(Collected data entries)
=-=-=
//! Source-set resolution and module-kind inference.
//!
//! Glob patterns are always evaluated relative to an explicit base
//! directory and the matches are returned relative to it, so nothing here
//! depends on the process working directory.

use std::fmt;
use std::path::{Path, PathBuf};

use regex::Regex;

use crate::error::{FsError, ResolutionError, Result};
use crate::naming::ModuleKind;
use crate::platform::Platform;

/// Source language of a module.
#[derive(Debug, Clone, Copy, PartialEq, Eq, Hash, clap::ValueEnum)]
pub enum Language {
    #[value(name = "c")]
    C,
    #[value(name = "c++")]
    Cxx,
    #[value(name = "objc")]
    ObjC,
    #[value(name = "objc++")]
    ObjCxx,
}

impl Language {
    /// Default search order: the first family with any match wins.
    pub const SEARCH_ORDER: [Self; 4] = [Self::Cxx, Self::C, Self::ObjC, Self::ObjCxx];

    /// Parse the keyword used on the command line and by `init`.
    #[must_use]
    pub fn from_keyword(word: &str) -> Option<Self> {
        match word {
            "c" => Some(Self::C),
            "c++" => Some(Self::Cxx),
            "objc" => Some(Self::ObjC),
            "objc++" => Some(Self::ObjCxx),
            _ => None,
        }
    }

    #[must_use]
    pub const fn keyword(self) -> &'static str {
        match self {
            Self::C => "c",
            Self::Cxx => "c++",
            Self::ObjC => "objc",
            Self::ObjCxx => "objc++",
        }
    }

    /// Glob patterns that find this language's sources.
    #[must_use]
    pub const fn patterns(self) -> &'static [&'static str] {
        match self {
            Self::Cxx => &["*.cpp", "*.cc", "*.cxx", "*.c++"],
            Self::C => &["*.c"],
            Self::ObjC => &["*.m"],
            Self::ObjCxx => &["*.mm"],
        }
    }

    /// Whether dcc compiles this language with the C++ compiler.
    #[must_use]
    pub const fn uses_cxx_compiler(self) -> bool {
        matches!(self, Self::Cxx | Self::ObjCxx)
    }
}

impl fmt::Display for Language {
    fn fmt(&self, f: &mut fmt::Formatter<'_>) -> fmt::Result {
        f.write_str(self.keyword())
    }
}

/// Expands glob patterns inside one directory.
#[derive(Debug, Clone, Copy)]
pub struct SourceResolver<'a> {
    base: &'a Path,
    platform: &'a Platform,
}

impl<'a> SourceResolver<'a> {
    #[must_use]
    pub const fn new(base: &'a Path, platform: &'a Platform) -> Self {
        Self { base, platform }
    }

    /// The directory patterns are evaluated in.
    #[must_use]
    pub const fn base(&self) -> &'a Path {
        self.base
    }

    /// Expand every pattern and return the union of the matches, in pattern
    /// order, without duplicates. Names carrying another platform's infix are
    /// dropped. A pattern matching nothing is not an error here.
    ///
    /// # Errors
    ///
    /// Returns an error if a pattern is invalid or a directory cannot be read.
    pub fn expand<S: AsRef<str>>(&self, patterns: &[S]) -> Result<Vec<PathBuf>> {
        let mut found = Vec::new();
        for pattern in patterns {
            for path in self.glob(pattern.as_ref())? {
                if !found.contains(&path) {
                    found.push(path);
                }
            }
        }
        Ok(found)
    }

    /// Look for sources using the default per-language patterns.
    ///
    /// Languages are tried in [`Language::SEARCH_ORDER`] and the first one
    /// with any match wins. A `forced` language does not narrow the search,
    /// it only replaces the language reported for the files found.
    ///
    /// # Errors
    ///
    /// Returns an error if a directory cannot be read.
    pub fn default_sources(
        &self,
        forced: Option<Language>,
    ) -> Result<Option<(Vec<PathBuf>, Language)>> {
        for lang in Language::SEARCH_ORDER {
            let files = self.expand(lang.patterns())?;
            if !files.is_empty() {
                tracing::debug!("found {} {lang} source(s)", files.len());
                return Ok(Some((files, forced.unwrap_or(lang))));
            }
        }
        Ok(None)
    }

    fn glob(&self, pattern: &str) -> Result<Vec<PathBuf>> {
        let escaped_base = glob::Pattern::escape(&self.base.to_string_lossy());
        let full = Path::new(&escaped_base).join(pattern);
        let entries = glob::glob(&full.to_string_lossy()).map_err(|source| ResolutionError::BadPattern {
            pattern: pattern.to_string(),
            source,
        })?;

        let mut matches = Vec::new();
        for entry in entries {
            let path = entry.map_err(|e| {
                let path = e.path().to_path_buf();
                FsError::wrap("read directory", &path)(e.into())
            })?;
            let relative = path.strip_prefix(self.base).unwrap_or(&path).to_path_buf();
            if self.platform.is_other_platform_name(&relative.to_string_lossy()) {
                tracing::debug!("ignoring {}", relative.display());
                continue;
            }
            matches.push(relative);
        }
        Ok(matches)
    }
}

/// Decides whether a source file defines a program entry point.
#[cfg_attr(test, mockall::automock)]
pub trait MainDetector {
    /// Returns `true` if the file at `path` appears to define `main`.
    fn defines_main(&self, path: &Path) -> bool;
}

/// Line-oriented textual heuristic for C-family `main` definitions.
///
/// Matches an optional `int` (or `func`) return marker, `main`, optional
/// blanks and `(` followed by `void`, `int` or anything else. It is not a
/// parser: macro-wrapped or split signatures are missed, and a matching line
/// inside a comment counts.
#[derive(Debug, Clone)]
pub struct RegexMainDetector {
    pattern: Regex,
}

impl Default for RegexMainDetector {
    #[allow(clippy::expect_used)]
    fn default() -> Self {
        Self {
            pattern: Regex::new(r"^[ \t]*(func|int)?[ \t]*main[ \t]*\((void|int|)")
                .expect("main-detection regex is valid"),
        }
    }
}

impl RegexMainDetector {
    /// Returns `true` if any line of `text` matches.
    #[must_use]
    pub fn matches_text(&self, text: &str) -> bool {
        text.lines().any(|line| self.pattern.is_match(line))
    }
}

impl MainDetector for RegexMainDetector {
    fn defines_main(&self, path: &Path) -> bool {
        match std::fs::read(path) {
            Ok(bytes) => self.matches_text(&String::from_utf8_lossy(&bytes)),
            Err(e) => {
                tracing::warn!("{}: {e}", path.display());
                false
            }
        }
    }
}

/// Infer the module kind from a resolved source set.
///
/// The first file defining `main` makes it an executable and stops the
/// scan. Otherwise the DLL flag, then the plugin flag, decide; the fallback
/// is a static library.
#[must_use]
pub fn infer_kind(
    base: &Path,
    sources: &[PathBuf],
    detector: &dyn MainDetector,
    dll_by_default: bool,
    plugin_by_default: bool,
) -> ModuleKind {
    let kind = if sources.iter().any(|src| detector.defines_main(&base.join(src))) {
        ModuleKind::Exe
    } else if dll_by_default {
        ModuleKind::Dll
    } else if plugin_by_default {
        ModuleKind::Plugin
    } else {
        ModuleKind::Lib
    };
    tracing::debug!("module type {kind}");
    kind
}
=-=-=
**Task description**
Going back to the entries above, set down exactly the lines that begin at the one with "pub fn matches_text(&self, text: &str)" and end at the one with "ModuleKind::Dll", both included, and nothing else.

**Answer to this problem**
    pub fn matches_text(&self, text: &str) -> bool {
        text.lines().any(|line| self.pattern.is_match(line))
    }
}

impl MainDetector for RegexMainDetector {
    fn defines_main(&self, path: &Path) -> bool {
        match std::fs::read(path) {
            Ok(bytes) => self.matches_text(&String::from_utf8_lossy(&bytes)),
            Err(e) => {
                tracing::warn!("{}: {e}", path.display());
                false
            }
        }
    }
}

/// Infer the module kind from a resolved source set.
///
/// The first file defining `main` makes it an executable and stops the
/// scan. Otherwise the DLL flag, then the plugin flag, decide; the fallback
/// is a static library.
#[must_use]
pub fn infer_kind(
    base: &Path,
    sources: &[PathBuf],
    detector: &dyn MainDetector,
    dll_by_default: bool,
    plugin_by_default: bool,
) -> ModuleKind {
    let kind = if sources.iter().any(|src| detector.defines_main(&base.join(src))) {
        ModuleKind::Exe
    } else if dll_by_default {
        ModuleKind::Dll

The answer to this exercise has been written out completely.